What you have to do
The lines below are to be quoted exactly, from the first through the one that contains "pub struct Firmware".

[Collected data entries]

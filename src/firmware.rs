use std::fs;
use std::path::Path;

use crate::error::FirmwareError;

/// A contiguous run of bytes destined for program memory.
#[derive(Debug, Clone, PartialEq, Eq)]
pub struct Segment {
    /// Offset from the start of flash.
    pub offset: usize,
    pub data: Vec<u8>,
}

#[derive(Debug, Clone, Default, PartialEq, Eq)]
pub struct Firmware {
    pub segments: Vec<Segment>,
}

impl Firmware {
    /// Load an Intel HEX image (`.hex`/`.ihex`) or a raw binary placed at
    /// offset 0.
    pub fn load(path: &Path) -> Result<Self, FirmwareError> {
        let io_err = |source: std::io::Error| FirmwareError::Io {
            path: path.to_path_buf(),
            source,
        };
        let is_hex = path
            .extension()
            .and_then(|ext| ext.to_str())
            .map(|ext| ext.eq_ignore_ascii_case("hex") || ext.eq_ignore_ascii_case("ihex"))
            .unwrap_or(false);

        if is_hex {
            let text = fs::read_to_string(path).map_err(io_err)?;
            parse_ihex(&text).map_err(|(line, reason)| FirmwareError::Parse {
                path: path.to_path_buf(),
                line,
                reason,
            })
        } else {
            let data = fs::read(path).map_err(io_err)?;
            Ok(Firmware::from_binary(data))
        }
    }

    pub fn from_binary(data: Vec<u8>) -> Self {
        Firmware {
            segments: vec![Segment { offset: 0, data }],
        }
    }

    /// Total number of bytes across all segments.
    pub fn len(&self) -> usize {
        self.segments.iter().map(|s| s.data.len()).sum()
    }

    pub fn is_empty(&self) -> bool {
        self.len() == 0
    }

    pub fn check_fits(&self, flash_size: usize) -> Result<(), FirmwareError> {
        match self
            .segments
            .iter()
            .find(|s| s.offset + s.data.len() > flash_size)
        {
            Some(segment) => Err(FirmwareError::OutOfRange {
                offset: segment.offset,
                len: segment.data.len(),
                flash_size,
            }),
            None => Ok(()),
        }
    }
}

const RECORD_DATA: u8 = 0x00;
const RECORD_EOF: u8 = 0x01;
const RECORD_EXT_SEGMENT: u8 = 0x02;
const RECORD_START_SEGMENT: u8 = 0x03;
const RECORD_EXT_LINEAR: u8 = 0x04;
const RECORD_START_LINEAR: u8 = 0x05;

/// Parse Intel HEX text. Errors carry the 1-based line number.
pub fn parse_ihex(text: &str) -> Result<Firmware, (usize, String)> {
    let mut segments: Vec<Segment> = Vec::new();
    let mut base: usize = 0;

    for (index, raw) in text.lines().enumerate() {
        let line_no = index + 1;
        let line = raw.trim();
        if line.is_empty() {
            continue;
        }
        let body = line
            .strip_prefix(':')
            .ok_or_else(|| (line_no, "record does not start with ':'".to_string()))?;
        let bytes = decode_hex(body).map_err(|reason| (line_no, reason))?;
        if bytes.len() < 5 {
            return Err((line_no, "record too short".to_string()));
        }

        let count = bytes[0] as usize;
        if bytes.len() != count + 5 {
            return Err((line_no, format!("byte count {} does not match record length", count)));
        }
        let checksum = bytes.iter().fold(0u8, |acc, b| acc.wrapping_add(*b));
        if checksum != 0 {
            return Err((line_no, "checksum mismatch".to_string()));
        }

        let address = u16::from_be_bytes([bytes[1], bytes[2]]) as usize;
        let kind = bytes[3];
        let data = &bytes[4..4 + count];

        match kind {
            RECORD_DATA => {
                let offset = base + address;
                // extend the previous segment when contiguous
                match segments.last_mut() {
                    Some(last) if last.offset + last.data.len() == offset => {
                        last.data.extend_from_slice(data)
                    }
                    _ => segments.push(Segment {
                        offset,
                        data: data.to_vec(),
                    }),
                }
            }
            RECORD_EOF => return Ok(Firmware { segments }),
            RECORD_EXT_SEGMENT if count == 2 => {
                base = (u16::from_be_bytes([data[0], data[1]]) as usize) << 4;
            }
            RECORD_EXT_LINEAR if count == 2 => {
                base = (u16::from_be_bytes([data[0], data[1]]) as usize) << 16;
            }
            RECORD_EXT_SEGMENT | RECORD_EXT_LINEAR => {
                return Err((line_no, "extended address record must carry 2 bytes".to_string()))
            }
            RECORD_START_SEGMENT | RECORD_START_LINEAR => {}
            other => return Err((line_no, format!("unsupported record type {:02X}", other))),
        }
    }

    Err((text.lines().count(), "missing end-of-file record".to_string()))
}

fn decode_hex(text: &str) -> Result<Vec<u8>, String> {
    if text.len() % 2 != 0 {
        return Err("odd number of hex digits".to_string());
    }
    (0..text.len())
        .step_by(2)
        .map(|i| {
            text.get(i..i + 2)
                .and_then(|pair| u8::from_str_radix(pair, 16).ok())
                .ok_or_else(|| format!("invalid hex digits at column {}", i + 2))
        })
        .collect()
}

#[cfg(test)]
mod tests {
    use super::*;

    const IMAGE: &str = "\
:10000000A9018D00009000EAEAEAEAEAEAEAEAEAEF
:04001000000000806C
:00000001FF
";

    #[test]
    fn test_parse_contiguous_records() {
        let firmware = parse_ihex(IMAGE).unwrap();
        assert_eq!(firmware.segments.len(), 1);
        assert_eq!(firmware.segments[0].offset, 0);
        assert_eq!(firmware.len(), 20);
        assert_eq!(&firmware.segments[0].data[..3], &[0xA9, 0x01, 0x8D]);
    }

    #[test]
    fn test_extended_linear_address() {
        let text = ":020000040001F9\n:0100000042BD\n:00000001FF\n";
        let firmware = parse_ihex(text).unwrap();
        assert_eq!(firmware.segments[0].offset, 0x1_0000);
        assert!(firmware.check_fits(32 * 1024).is_err());
    }

    #[test]
    fn test_extended_address_needs_two_bytes() {
        let text = ":0100000401FA\n:00000001FF\n";
        let (line, reason) = parse_ihex(text).unwrap_err();
        assert_eq!(line, 1);
        assert_eq!(reason, "extended address record must carry 2 bytes");
    }

    #[test]
    fn test_checksum_mismatch() {
        let text = ":0100000042BE\n:00000001FF\n";
        let (line, reason) = parse_ihex(text).unwrap_err();
        assert_eq!(line, 1);
        assert!(reason.contains("checksum"));
    }

    #[test]
    fn test_missing_eof() {
        let (line, _) = parse_ihex(":0100000042BD\n").unwrap_err();
        assert_eq!(line, 1);
    }

    #[test]
    fn test_load_by_extension() {
        let dir = tempfile::tempdir().unwrap();
        let hex = dir.path().join("fw.hex");
        std::fs::write(&hex, IMAGE).unwrap();
        assert_eq!(Firmware::load(&hex).unwrap().len(), 20);

        let bin = dir.path().join("fw.bin");
        std::fs::write(&bin, [1, 2, 3]).unwrap();
        assert_eq!(Firmware::load(&bin).unwrap(), Firmware::from_binary(vec![1, 2, 3]));
    }
}
//! Engine settings.
//!
//! Loaded once at startup from the TOML file named by `BULLETIND_CONFIG`
//! (defaults apply when the variable is unset). Any request may override
//! single fields through `params.config`.

use anyhow::Context;
use serde::{Deserialize, Serialize};
use std::path::Path;

pub const CONFIG_ENV: &str = "BULLETIND_CONFIG";

/// Averages closer than this share a rank.
pub const DEFAULT_TIE_EPSILON: f64 = 0.01;

/// How the primary annual average is divided.
#[derive(Debug, Clone, Copy, PartialEq, Eq, Serialize, Deserialize)]
#[serde(rename_all = "snake_case")]
pub enum PrimaryAnnualDivisor {
    /// Always divide by nine; months without grades count as 0.
    FixedNine,
    /// Divide by the number of months that have an average.
    MonthsWithData,
}

impl PrimaryAnnualDivisor {
    fn parse(raw: &str) -> Option<Self> {
        match raw.trim().to_ascii_lowercase().as_str() {
            "fixed_nine" | "fixednine" | "9" => Some(Self::FixedNine),
            "months_with_data" | "monthswithdata" => Some(Self::MonthsWithData),
            _ => None,
        }
    }
}

#[derive(Debug, Clone, PartialEq, Serialize, Deserialize)]
#[serde(rename_all = "camelCase", default)]
pub struct EngineConfig {
    #[serde(alias = "tie_epsilon")]
    pub tie_epsilon: f64,
    #[serde(alias = "primary_annual_divisor")]
    pub primary_annual_divisor: PrimaryAnnualDivisor,
    #[serde(alias = "prefer_server_values")]
    pub prefer_server_values: bool,
}

impl Default for EngineConfig {
    fn default() -> Self {
        Self {
            tie_epsilon: DEFAULT_TIE_EPSILON,
            primary_annual_divisor: PrimaryAnnualDivisor::FixedNine,
            prefer_server_values: true,
        }
    }
}

#[derive(Debug, Clone, PartialEq)]
pub struct ConfigError {
    pub message: String,
}

impl ConfigError {
    fn new(message: impl Into<String>) -> Self {
        Self {
            message: message.into(),
        }
    }
}

impl std::fmt::Display for ConfigError {
    fn fmt(&self, f: &mut std::fmt::Formatter<'_>) -> std::fmt::Result {
        f.write_str(&self.message)
    }
}

impl std::error::Error for ConfigError {}

impl EngineConfig {
    pub fn validate(&self) -> Result<(), ConfigError> {
        if !self.tie_epsilon.is_finite() || self.tie_epsilon < 0.0 {
            return Err(ConfigError::new(
                "tieEpsilon must be a finite, non-negative number",
            ));
        }
        Ok(())
    }

    /// Applies a JSON override object (`params.config`) on top of `self`.
    pub fn with_overrides(&self, raw: Option<&serde_json::Value>) -> Result<Self, ConfigError> {
        let Some(raw) = raw else {
            return Ok(self.clone());
        };
        if raw.is_null() {
            return Ok(self.clone());
        }
        let Some(obj) = raw.as_object() else {
            return Err(ConfigError::new("config must be an object"));
        };

        let mut out = self.clone();
        match obj.get("tieEpsilon") {
            None => {}
            Some(v) if v.is_null() => {}
            Some(v) => {
                let Some(eps) = v.as_f64() else {
                    return Err(ConfigError::new("config.tieEpsilon must be a number"));
                };
                out.tie_epsilon = eps;
            }
        }
        match obj.get("primaryAnnualDivisor") {
            None => {}
            Some(v) if v.is_null() => {}
            Some(v) => {
                let Some(d) = v.as_str().and_then(PrimaryAnnualDivisor::parse) else {
                    return Err(ConfigError::new(
                        "config.primaryAnnualDivisor must be one of: fixed_nine, months_with_data",
                    ));
                };
                out.primary_annual_divisor = d;
            }
        }
        match obj.get("preferServerValues") {
            None => {}
            Some(v) if v.is_null() => {}
            Some(v) => {
                let Some(b) = v.as_bool() else {
                    return Err(ConfigError::new(
                        "config.preferServerValues must be a boolean",
                    ));
                };
                out.prefer_server_values = b;
            }
        }
        out.validate()?;
        Ok(out)
    }
}

pub fn load_from_path(path: &Path) -> anyhow::Result<EngineConfig> {
    let text = std::fs::read_to_string(path)
        .with_context(|| format!("read config {}", path.display()))?;
    let cfg: EngineConfig =
        toml::from_str(&text).with_context(|| format!("parse config {}", path.display()))?;
    cfg.validate()?;
    tracing::info!(path = %path.display(), ?cfg, "loaded engine config");
    Ok(cfg)
}

pub fn load_from_env() -> anyhow::Result<EngineConfig> {
    match std::env::var(CONFIG_ENV) {
        Ok(p) if !p.trim().is_empty() => load_from_path(Path::new(p.trim())),
        _ => Ok(EngineConfig::default()),
    }
}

Task result
filename src/firmware.rs
use std::fs;
use std::path::Path;

use crate::error::FirmwareError;

/// A contiguous run of bytes destined for program memory.
#[derive(Debug, Clone, PartialEq, Eq)]
pub struct Segment {
    /// Offset from the start of flash.
    pub offset: usize,
    pub data: Vec<u8>,
}

#[derive(Debug, Clone, Default, PartialEq, Eq)]
pub struct Firmware {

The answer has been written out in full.